● **About this task**: Repeat all entries exactly.

Stored data entries:
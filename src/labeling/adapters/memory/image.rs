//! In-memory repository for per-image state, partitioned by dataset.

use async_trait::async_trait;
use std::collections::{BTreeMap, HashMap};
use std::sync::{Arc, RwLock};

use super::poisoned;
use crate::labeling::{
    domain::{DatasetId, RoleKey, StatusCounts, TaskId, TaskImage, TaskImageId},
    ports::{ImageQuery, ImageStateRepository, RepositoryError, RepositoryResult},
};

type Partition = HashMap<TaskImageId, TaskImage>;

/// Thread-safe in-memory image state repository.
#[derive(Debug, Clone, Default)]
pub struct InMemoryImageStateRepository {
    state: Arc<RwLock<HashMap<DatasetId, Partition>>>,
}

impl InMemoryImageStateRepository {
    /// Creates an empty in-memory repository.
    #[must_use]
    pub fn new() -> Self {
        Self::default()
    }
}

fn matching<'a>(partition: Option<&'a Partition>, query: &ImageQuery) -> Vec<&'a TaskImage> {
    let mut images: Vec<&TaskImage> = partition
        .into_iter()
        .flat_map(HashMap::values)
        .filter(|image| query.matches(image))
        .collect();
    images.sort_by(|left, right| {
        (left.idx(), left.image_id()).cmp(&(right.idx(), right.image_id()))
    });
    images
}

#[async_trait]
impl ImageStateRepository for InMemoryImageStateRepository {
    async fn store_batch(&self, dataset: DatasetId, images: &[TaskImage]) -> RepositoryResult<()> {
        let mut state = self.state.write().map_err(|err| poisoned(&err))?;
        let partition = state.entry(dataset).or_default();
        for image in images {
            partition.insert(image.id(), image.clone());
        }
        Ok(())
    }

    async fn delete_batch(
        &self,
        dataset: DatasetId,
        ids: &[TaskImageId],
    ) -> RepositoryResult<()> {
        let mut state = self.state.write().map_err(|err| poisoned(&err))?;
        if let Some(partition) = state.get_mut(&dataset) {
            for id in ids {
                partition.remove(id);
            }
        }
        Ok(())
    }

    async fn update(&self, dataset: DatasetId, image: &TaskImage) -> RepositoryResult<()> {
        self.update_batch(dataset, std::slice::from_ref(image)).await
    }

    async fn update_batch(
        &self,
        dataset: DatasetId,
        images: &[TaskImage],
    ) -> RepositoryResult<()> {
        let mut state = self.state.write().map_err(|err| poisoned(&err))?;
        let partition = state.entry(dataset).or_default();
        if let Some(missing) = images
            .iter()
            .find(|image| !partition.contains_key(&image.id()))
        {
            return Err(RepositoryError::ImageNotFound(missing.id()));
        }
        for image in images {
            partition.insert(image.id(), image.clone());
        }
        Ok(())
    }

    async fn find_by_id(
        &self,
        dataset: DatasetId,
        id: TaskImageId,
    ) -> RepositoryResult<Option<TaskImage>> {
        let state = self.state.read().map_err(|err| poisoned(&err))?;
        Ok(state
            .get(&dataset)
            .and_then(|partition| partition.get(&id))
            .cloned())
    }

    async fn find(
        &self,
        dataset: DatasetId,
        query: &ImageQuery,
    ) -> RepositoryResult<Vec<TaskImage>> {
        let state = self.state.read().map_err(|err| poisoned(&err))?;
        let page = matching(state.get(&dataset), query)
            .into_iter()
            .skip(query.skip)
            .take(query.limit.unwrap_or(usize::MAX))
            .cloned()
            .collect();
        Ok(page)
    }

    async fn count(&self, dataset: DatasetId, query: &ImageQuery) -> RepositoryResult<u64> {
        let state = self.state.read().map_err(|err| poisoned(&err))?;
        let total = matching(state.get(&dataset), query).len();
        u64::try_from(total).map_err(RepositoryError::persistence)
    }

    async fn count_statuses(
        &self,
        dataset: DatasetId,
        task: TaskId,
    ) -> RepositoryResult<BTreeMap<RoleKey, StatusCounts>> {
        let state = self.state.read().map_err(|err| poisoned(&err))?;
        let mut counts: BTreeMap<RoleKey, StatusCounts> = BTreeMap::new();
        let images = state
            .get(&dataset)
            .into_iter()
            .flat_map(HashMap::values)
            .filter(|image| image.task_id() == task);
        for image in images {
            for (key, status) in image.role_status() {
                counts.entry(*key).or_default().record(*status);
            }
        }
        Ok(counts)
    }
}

● **Final answer**:
filename src/labeling/adapters/memory/image.rs
//! In-memory repository for per-image state, partitioned by dataset.

use async_trait::async_trait;
use std::collections::{BTreeMap, HashMap};
use std::sync::{Arc, RwLock};

use super::poisoned;
use crate::labeling::{
    domain::{DatasetId, RoleKey, StatusCounts, TaskId, TaskImage, TaskImageId},
    ports::{ImageQuery, ImageStateRepository, RepositoryError, RepositoryResult},
};

type Partition = HashMap<TaskImageId, TaskImage>;

/// Thread-safe in-memory image state repository.
#[derive(Debug, Clone, Default)]
pub struct InMemoryImageStateRepository {
    state: Arc<RwLock<HashMap<DatasetId, Partition>>>,
}

impl InMemoryImageStateRepository {
    /// Creates an empty in-memory repository.
    #[must_use]
    pub fn new() -> Self {
        Self::default()
    }
}

fn matching<'a>(partition: Option<&'a Partition>, query: &ImageQuery) -> Vec<&'a TaskImage> {
    let mut images: Vec<&TaskImage> = partition
        .into_iter()
        .flat_map(HashMap::values)
        .filter(|image| query.matches(image))
        .collect();
    images.sort_by(|left, right| {
        (left.idx(), left.image_id()).cmp(&(right.idx(), right.image_id()))
    });
    images
}

#[async_trait]
impl ImageStateRepository for InMemoryImageStateRepository {
    async fn store_batch(&self, dataset: DatasetId, images: &[TaskImage]) -> RepositoryResult<()> {
        let mut state = self.state.write().map_err(|err| poisoned(&err))?;
        let partition = state.entry(dataset).or_default();
        for image in images {
            partition.insert(image.id(), image.clone());
        }
        Ok(())
    }

    async fn delete_batch(
        &self,
        dataset: DatasetId,
        ids: &[TaskImageId],
    ) -> RepositoryResult<()> {
        let mut state = self.state.write().map_err(|err| poisoned(&err))?;
        if let Some(partition) = state.get_mut(&dataset) {
            for id in ids {
                partition.remove(id);
            }
        }
        Ok(())
    }

    async fn update(&self, dataset: DatasetId, image: &TaskImage) -> RepositoryResult<()> {
        self.update_batch(dataset, std::slice::from_ref(image)).await
    }

    async fn update_batch(
        &self,
        dataset: DatasetId,
        images: &[TaskImage],
    ) -> RepositoryResult<()> {
        let mut state = self.state.write().map_err(|err| poisoned(&err))?;
        let partition = state.entry(dataset).or_default();
        if let Some(missing) = images
            .iter()
            .find(|image| !partition.contains_key(&image.id()))
        {
            return Err(RepositoryError::ImageNotFound(missing.id()));
        }
        for image in images {
            partition.insert(image.id(), image.clone());
        }
        Ok(())
    }

    async fn find_by_id(
        &self,
        dataset: DatasetId,
        id: TaskImageId,
    ) -> RepositoryResult<Option<TaskImage>> {
        let state = self.state.read().map_err(|err| poisoned(&err))?;
        Ok(state
            .get(&dataset)
            .and_then(|partition| partition.get(&id))
            .cloned())
    }

    async fn find(
        &self,
        dataset: DatasetId,
        query: &ImageQuery,
    ) -> RepositoryResult<Vec<TaskImage>> {
        let state = self.state.read().map_err(|err| poisoned(&err))?;
        let page = matching(state.get(&dataset), query)
            .into_iter()
            .skip(query.skip)
            .take(query.limit.unwrap_or(usize::MAX))
            .cloned()
            .collect();
        Ok(page)
    }

    async fn count(&self, dataset: DatasetId, query: &ImageQuery) -> RepositoryResult<u64> {
        let state = self.state.read().map_err(|err| poisoned(&err))?;
        let total = matching(state.get(&dataset), query).len();
        u64::try_from(total).map_err(RepositoryError::persistence)
    }

    async fn count_statuses(
        &self,
        dataset: DatasetId,
        task: TaskId,
    ) -> RepositoryResult<BTreeMap<RoleKey, StatusCounts>> {
        let state = self.state.read().map_err(|err| poisoned(&err))?;
        let mut counts: BTreeMap<RoleKey, StatusCounts> = BTreeMap::new();
        let images = state
            .get(&dataset)
            .into_iter()
            .flat_map(HashMap::values)
            .filter(|image| image.task_id() == task);
        for image in images {
            for (key, status) in image.role_status() {
                counts.entry(*key).or_default().record(*status);
            }
        }
        Ok(counts)
    }
}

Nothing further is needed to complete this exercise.